── Records provided ──

//! GeminiProvider -- concrete [`LlmProvider`] implementation for Google Gemini.
//!
//! Sends non-streaming requests to `generateContent`. When the request
//! carries an output schema, JSON output is requested through
//! `responseMimeType` and `responseJsonSchema`.
//!
//! The API key is wrapped in [`secrecy::SecretString`] and is only exposed
//! when building the request header.

use std::time::Duration;

use secrecy::{ExposeSecret, SecretString};
use tracing::Instrument;

use viper_core::llm::provider::LlmProvider;
use viper_observe::genai_attrs::{
    GEN_AI_OPERATION_NAME, GEN_AI_OUTPUT_TYPE, GEN_AI_PROVIDER_NAME, GEN_AI_REQUEST_MAX_TOKENS,
    GEN_AI_REQUEST_MODEL, GEN_AI_REQUEST_TEMPERATURE, GEN_AI_RESPONSE_FINISH_REASONS,
    GEN_AI_RESPONSE_ID, GEN_AI_USAGE_INPUT_TOKENS, GEN_AI_USAGE_OUTPUT_TOKENS,
    OP_GENERATE_CONTENT, PROVIDER_GEMINI,
};
use viper_types::llm::{
    CompletionRequest, CompletionResponse, LlmError, MessageRole, StopReason, Usage,
};

use super::types::{
    GeminiContent, GeminiErrorEnvelope, GeminiGenerationConfig, GeminiRequest, GeminiResponse,
};

/// Default Gemini API origin.
pub const DEFAULT_BASE_URL: &str = "https://generativelanguage.googleapis.com";

/// Google Gemini LLM provider.
///
/// Does not derive `Debug`; the key never leaves the header builder.
pub struct GeminiProvider {
    client: reqwest::Client,
    api_key: SecretString,
    base_url: String,
    model: String,
}

impl GeminiProvider {
    /// Create a provider for `model`.
    ///
    /// The HTTP client timeout is a transport backstop; generation deadlines
    /// are enforced by the caller's policy.
    pub fn new(api_key: SecretString, model: String) -> Result<Self, LlmError> {
        let client = reqwest::Client::builder()
            .timeout(Duration::from_secs(300))
            .build()
            .map_err(|e| LlmError::Provider {
                message: format!("failed to create HTTP client: {e}"),
            })?;

        Ok(Self {
            client,
            api_key,
            base_url: DEFAULT_BASE_URL.to_string(),
            model,
        })
    }

    /// Override the base URL (proxies, tests).
    pub fn with_base_url(mut self, base_url: String) -> Self {
        self.base_url = base_url.trim_end_matches('/').to_string();
        self
    }

    fn url(&self, model: &str) -> String {
        format!("{}/v1beta/models/{model}:generateContent", self.base_url)
    }

    /// Convert a generic [`CompletionRequest`] into a [`GeminiRequest`].
    fn to_gemini_request(&self, request: &CompletionRequest) -> GeminiRequest {
        let contents = request
            .messages
            .iter()
            .map(|m| {
                let role = match m.role {
                    MessageRole::User => "user",
                    MessageRole::Assistant => "model",
                };
                GeminiContent::text(Some(role), m.content.clone())
            })
            .collect();

        let schema = request.output_schema.as_ref();

        GeminiRequest {
            system_instruction: request
                .system
                .as_ref()
                .map(|s| GeminiContent::text(None, s.clone())),
            contents,
            generation_config: GeminiGenerationConfig {
                temperature: request.temperature,
                max_output_tokens: request.max_tokens,
                response_mime_type: schema.map(|_| "application/json".to_string()),
                response_json_schema: schema.map(|s| s.schema.clone()),
            },
        }
    }

    async fn send(&self, request: &CompletionRequest) -> Result<CompletionResponse, LlmError> {
        let model = if request.model.is_empty() {
            self.model.as_str()
        } else {
            request.model.as_str()
        };
        let body = self.to_gemini_request(request);

        let response = self
            .client
            .post(self.url(model))
            .header("x-goog-api-key", self.api_key.expose_secret())
            .header("content-type", "application/json")
            .json(&body)
            .send()
            .await
            .map_err(|e| LlmError::Provider {
                message: format!("HTTP request failed: {e}"),
            })?;

        let status = response.status();
        if !status.is_success() {
            let retry_after_secs = response
                .headers()
                .get(reqwest::header::RETRY_AFTER)
                .and_then(|v| v.to_str().ok())
                .and_then(|v| v.trim().parse::<u64>().ok());
            let error_body = response.text().await.unwrap_or_default();
            return Err(map_status(status.as_u16(), retry_after_secs, &error_body));
        }

        let gemini_resp: GeminiResponse = response.json().await.map_err(|e| {
            LlmError::Deserialization(format!("failed to parse response: {e}"))
        })?;

        into_completion(gemini_resp, model)
    }
}

/// Map a non-success HTTP status to an [`LlmError`].
pub(crate) fn map_status(status: u16, retry_after_secs: Option<u64>, body: &str) -> LlmError {
    let message = serde_json::from_str::<GeminiErrorEnvelope>(body)
        .map(|env| env.error.message)
        .unwrap_or_else(|_| body.to_string());

    match status {
        400 => LlmError::InvalidRequest(message),
        401 | 403 => LlmError::AuthenticationFailed,
        429 => LlmError::RateLimited {
            retry_after_ms: retry_after_secs.map(|s| s.saturating_mul(1000)),
        },
        500 | 503 => LlmError::Overloaded(message),
        _ => LlmError::Provider {
            message: format!("HTTP {status}: {message}"),
        },
    }
}

/// Extract the answer text, stop reason and usage from a Gemini response.
pub(crate) fn into_completion(
    response: GeminiResponse,
    requested_model: &str,
) -> Result<CompletionResponse, LlmError> {
    let Some(candidate) = response.candidates.into_iter().next() else {
        if let Some(reason) = response.prompt_feedback.and_then(|f| f.block_reason) {
            return Err(LlmError::InvalidRequest(format!("prompt blocked: {reason}")));
        }
        return Err(LlmError::EmptyResponse);
    };

    let content = candidate
        .content
        .map(|c| {
            c.parts
                .into_iter()
                .filter(|p| p.thought != Some(true))
                .filter_map(|p| p.text)
                .collect::<Vec<_>>()
                .join("")
        })
        .unwrap_or_default();

    let stop_reason = match candidate.finish_reason.as_deref() {
        Some("STOP") | None => StopReason::EndTurn,
        Some("MAX_TOKENS") => StopReason::MaxTokens,
        Some("SAFETY" | "RECITATION" | "BLOCKLIST" | "PROHIBITED_CONTENT" | "SPII") => {
            StopReason::Safety
        }
        Some(_) => StopReason::Other,
    };

    if content.trim().is_empty() {
        return Err(LlmError::EmptyResponse);
    }

    let usage = response.usage_metadata.unwrap_or_default();

    Ok(CompletionResponse {
        id: response.response_id.unwrap_or_default(),
        content,
        model: response
            .model_version
            .unwrap_or_else(|| requested_model.to_string()),
        stop_reason,
        usage: Usage {
            input_tokens: usage.prompt_token_count,
            output_tokens: usage.candidates_token_count,
        },
    })
}

impl LlmProvider for GeminiProvider {
    fn name(&self) -> &str {
        "gemini"
    }

    async fn complete(&self, request: &CompletionRequest) -> Result<CompletionResponse, LlmError> {
        let output_type = if request.output_schema.is_some() {
            "json"
        } else {
            "text"
        };
        let span = tracing::info_span!(
            "gen_ai.complete",
            otel.name = %format!("{} {}", OP_GENERATE_CONTENT, request.model),
            { GEN_AI_OPERATION_NAME } = OP_GENERATE_CONTENT,
            { GEN_AI_PROVIDER_NAME } = PROVIDER_GEMINI,
            { GEN_AI_REQUEST_MODEL } = %request.model,
            { GEN_AI_REQUEST_MAX_TOKENS } = request.max_tokens,
            { GEN_AI_REQUEST_TEMPERATURE } = ?request.temperature,
            { GEN_AI_OUTPUT_TYPE } = output_type,
            { GEN_AI_RESPONSE_ID } = tracing::field::Empty,
            { GEN_AI_RESPONSE_FINISH_REASONS } = tracing::field::Empty,
            { GEN_AI_USAGE_INPUT_TOKENS } = tracing::field::Empty,
            { GEN_AI_USAGE_OUTPUT_TOKENS } = tracing::field::Empty,
        );

        let result = self.send(request).instrument(span.clone()).await;

        match &result {
            Ok(response) => {
                span.record(GEN_AI_RESPONSE_ID, response.id.as_str());
                span.record(
                    GEN_AI_RESPONSE_FINISH_REASONS,
                    response.stop_reason.to_string().as_str(),
                );
                span.record(GEN_AI_USAGE_INPUT_TOKENS, response.usage.input_tokens);
                span.record(GEN_AI_USAGE_OUTPUT_TOKENS, response.usage.output_tokens);
            }
            Err(e) => {
                span.in_scope(|| tracing::debug!("gemini request failed: {e}"));
            }
        }

        result
    }
}

#[cfg(test)]
mod tests {
    use super::*;
    use viper_types::llm::{Message, OutputSchema};

    fn make_provider() -> GeminiProvider {
        GeminiProvider::new(
            SecretString::from("test-key-not-real"),
            "gemini-3-flash-preview".to_string(),
        )
        .unwrap()
    }

    fn request(schema: bool) -> CompletionRequest {
        CompletionRequest {
            model: "gemini-3-flash-preview".to_string(),
            messages: vec![Message {
                role: MessageRole::User,
                content: "a moderation bot".to_string(),
            }],
            system: Some("You are Viper AI.".to_string()),
            max_tokens: 2048,
            temperature: Some(0.7),
            output_schema: schema.then(|| OutputSchema {
                name: "BotSpecification".to_string(),
                schema: serde_json::json!({"type": "object"}),
            }),
        }
    }

    #[test]
    fn test_provider_name_and_url() {
        let provider = make_provider().with_base_url("http://localhost:9999/".to_string());
        assert_eq!(provider.name(), "gemini");
        assert_eq!(
            provider.url("gemini-3-flash-preview"),
            "http://localhost:9999/v1beta/models/gemini-3-flash-preview:generateContent"
        );
    }

    #[test]
    fn test_to_gemini_request_with_schema() {
        let provider = make_provider();
        let body = serde_json::to_value(provider.to_gemini_request(&request(true))).unwrap();

        assert_eq!(body["systemInstruction"]["parts"][0]["text"], "You are Viper AI.");
        assert!(body["systemInstruction"].get("role").is_none());
        assert_eq!(body["contents"][0]["role"], "user");
        assert_eq!(body["contents"][0]["parts"][0]["text"], "a moderation bot");
        assert_eq!(body["generationConfig"]["maxOutputTokens"], 2048);
        assert_eq!(body["generationConfig"]["responseMimeType"], "application/json");
        assert_eq!(body["generationConfig"]["responseJsonSchema"]["type"], "object");
    }

    #[test]
    fn test_to_gemini_request_plain_text() {
        let provider = make_provider();
        let mut req = request(false);
        req.messages.push(Message {
            role: MessageRole::Assistant,
            content: "ok".to_string(),
        });
        let body = serde_json::to_value(provider.to_gemini_request(&req)).unwrap();

        assert!(body["generationConfig"].get("responseMimeType").is_none());
        assert!(body["generationConfig"].get("responseJsonSchema").is_none());
        assert_eq!(body["contents"][1]["role"], "model");
    }

    #[test]
    fn test_map_status() {
        let body = r#"{"error":{"code":400,"message":"bad schema","status":"INVALID_ARGUMENT"}}"#;
        assert!(matches!(
            map_status(400, None, body),
            LlmError::InvalidRequest(m) if m == "bad schema"
        ));
        assert!(matches!(map_status(403, None, ""), LlmError::AuthenticationFailed));
        assert!(matches!(
            map_status(429, Some(7), ""),
            LlmError::RateLimited { retry_after_ms: Some(7000) }
        ));
        assert!(matches!(map_status(503, None, "busy"), LlmError::Overloaded(_)));
        assert!(matches!(map_status(418, None, "teapot"), LlmError::Provider { .. }));
    }

    #[test]
    fn test_into_completion_joins_text_parts() {
        let response: GeminiResponse = serde_json::from_value(serde_json::json!({
            "candidates": [{
                "content": {"role": "model", "parts": [
                    {"text": "thinking...", "thought": true},
                    {"text": "{\"botName\":"},
                    {"text": "\"ModGuard\"}"}
                ]},
                "finishReason": "STOP"
            }],
            "usageMetadata": {"promptTokenCount": 12, "candidatesTokenCount": 34},
            "modelVersion": "gemini-3-flash-preview",
            "responseId": "resp-1"
        }))
        .unwrap();

        let completion = into_completion(response, "gemini-3-flash-preview").unwrap();
        assert_eq!(completion.content, r#"{"botName":"ModGuard"}"#);
        assert_eq!(completion.stop_reason, StopReason::EndTurn);
        assert_eq!(completion.usage.input_tokens, 12);
        assert_eq!(completion.usage.output_tokens, 34);
        assert_eq!(completion.id, "resp-1");
    }

    #[test]
    fn test_into_completion_empty_and_blocked() {
        let empty: GeminiResponse = serde_json::from_value(serde_json::json!({})).unwrap();
        assert!(matches!(
            into_completion(empty, "m"),
            Err(LlmError::EmptyResponse)
        ));

        let blocked: GeminiResponse = serde_json::from_value(serde_json::json!({
            "promptFeedback": {"blockReason": "SAFETY"}
        }))
        .unwrap();
        assert!(matches!(
            into_completion(blocked, "m"),
            Err(LlmError::InvalidRequest(_))
        ));

        let no_text: GeminiResponse = serde_json::from_value(serde_json::json!({
            "candidates": [{"finishReason": "SAFETY"}]
        }))
        .unwrap();
        assert!(matches!(
            into_completion(no_text, "m"),
            Err(LlmError::EmptyResponse)
        ));
    }
}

───

*Instructions for the task:* Spot every line in the entries that includes the word "responseJsonSchema", and copy each one out.

*Solution for this problem:*
//! `responseMimeType` and `responseJsonSchema`.
        assert_eq!(body["generationConfig"]["responseJsonSchema"]["type"], "object");
        assert!(body["generationConfig"].get("responseJsonSchema").is_none());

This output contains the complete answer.